PROMPT - Using the entries that follow, count the lines containing the word "StopId" and give that number by itself.

RECORDS PROVIDED -
╭──

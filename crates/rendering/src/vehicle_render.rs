//! One sprite per active vehicle, diffed against the engine's per-frame
//! snapshots: new ids spawn a sprite, known ids are repositioned, vanished
//! ids are despawned.

use std::collections::{HashMap, HashSet};

use bevy::prelude::*;

use simulation::fleet::VehicleSnapshot;
use simulation::{FleetState, ManualTrip};

const VEHICLE_SIZE: Vec2 = Vec2::new(20.0, 10.0);
/// Vehicles render above edges and stop discs.
const VEHICLE_Z: f32 = 2.0;

/// Maps vehicle ids to their sprite entities.
#[derive(Resource, Default)]
pub struct VehicleSprites {
    by_id: HashMap<u32, Entity>,
}

/// System (`Update`): sync sprites with the current snapshot set.
pub fn sync_vehicle_sprites(
    mut commands: Commands,
    fleet: Res<FleetState>,
    manual: Res<ManualTrip>,
    mut sprites: ResMut<VehicleSprites>,
    mut transforms: Query<&mut Transform>,
) {
    let mut snapshots: Vec<VehicleSnapshot> = fleet.snapshots();
    if let Some(vehicle) = &manual.vehicle {
        snapshots.push(vehicle.snapshot());
    }

    let mut seen: HashSet<u32> = HashSet::with_capacity(snapshots.len());
    for snap in &snapshots {
        seen.insert(snap.id);
        let translation = Vec3::new(snap.x, snap.y, VEHICLE_Z);
        let rotation = Quat::from_rotation_z(snap.rotation_degrees.to_radians());
        match sprites.by_id.get(&snap.id) {
            Some(&entity) => {
                if let Ok(mut transform) = transforms.get_mut(entity) {
                    transform.translation = translation;
                    transform.rotation = rotation;
                }
            }
            None => {
                let entity = commands
                    .spawn((
                        Sprite::from_color(
                            Color::srgb_u8(snap.color[0], snap.color[1], snap.color[2]),
                            VEHICLE_SIZE,
                        ),
                        Transform {
                            translation,
                            rotation,
                            ..default()
                        },
                    ))
                    .id();
                sprites.by_id.insert(snap.id, entity);
            }
        }
    }

    // Despawn sprites whose vehicle completed or was cleared this frame.
    sprites.by_id.retain(|id, entity| {
        if seen.contains(id) {
            true
        } else {
            commands.entity(*entity).despawn();
            false
        }
    });
}
//! The engine's single write surface.
//!
//! External collaborators (input handling, UI) never touch the simulation
//! resources directly; they emit `SimCommand` events and read snapshots. A
//! rejected command is logged and leaves all prior state untouched.

use bevy::prelude::*;

use crate::clock::SimClock;
use crate::dispatch::DispatchEntry;
use crate::fleet::FleetState;
use crate::manual::ManualTrip;
use crate::network::{Network, StopId};
use crate::sim_rng::SimRng;

#[derive(Event, Debug, Clone)]
pub enum SimCommand {
    /// Begin a dispatch run over the given plan.
    StartRun {
        entries: Vec<DispatchEntry>,
        horizon_seconds: u32,
        /// Reseed the simulation RNG for a reproducible schedule.
        seed: Option<u64>,
    },
    /// Atomically end the current run.
    StopRun,
    /// Drive a single vehicle over the shortest path between two stops.
    StartManualTrip { from: StopId, to: StopId },
    StopManualTrip,
}

pub fn apply_sim_commands(
    mut commands: EventReader<SimCommand>,
    time: Res<Time>,
    network: Res<Network>,
    mut fleet: ResMut<FleetState>,
    mut clock: ResMut<SimClock>,
    mut rng: ResMut<SimRng>,
    mut manual: ResMut<ManualTrip>,
) {
    for command in commands.read() {
        match command {
            SimCommand::StartRun {
                entries,
                horizon_seconds,
                seed,
            } => {
                if let Some(seed) = seed {
                    *rng = SimRng::from_seed_u64(*seed);
                }
                fleet.start_run(&network, entries, *horizon_seconds, &mut rng.0);
                clock.start(*horizon_seconds);
            }
            SimCommand::StopRun => {
                fleet.stop_run();
                clock.stop();
                info!("run stopped");
            }
            SimCommand::StartManualTrip { from, to } => {
                let now_ms = time.elapsed_secs_f64() * 1000.0;
                match manual.start(&network, *from, *to, now_ms) {
                    Ok(()) => info!("manual trip started: stop {from} -> stop {to}"),
                    Err(err) => warn!("manual trip rejected: {err}"),
                }
            }
            SimCommand::StopManualTrip => manual.clear(),
        }
    }
}
//! Vehicle fleet: dispatch-driven spawning, the per-vehicle state machine
//! and live per-route telemetry.
//!
//! ## Data model
//! - `Vehicle`: one entity progressing along a route's copied stop sequence
//! - `FleetState`: top-level resource owning vehicles, schedule and telemetry
//! - `RouteTelemetry`: active / completed counters per route
//!
//! ## Cadences
//! The logical clock (`FixedUpdate`, 1 Hz) is the only trigger for spawning;
//! the render tick (`Update`) is the only driver of interpolation. See
//! [`crate::clock`].

pub mod state;
pub mod systems;
mod tests;
pub mod types;

pub use state::FleetState;
pub use systems::*;
pub use types::*;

╰──

RESPONSE - 2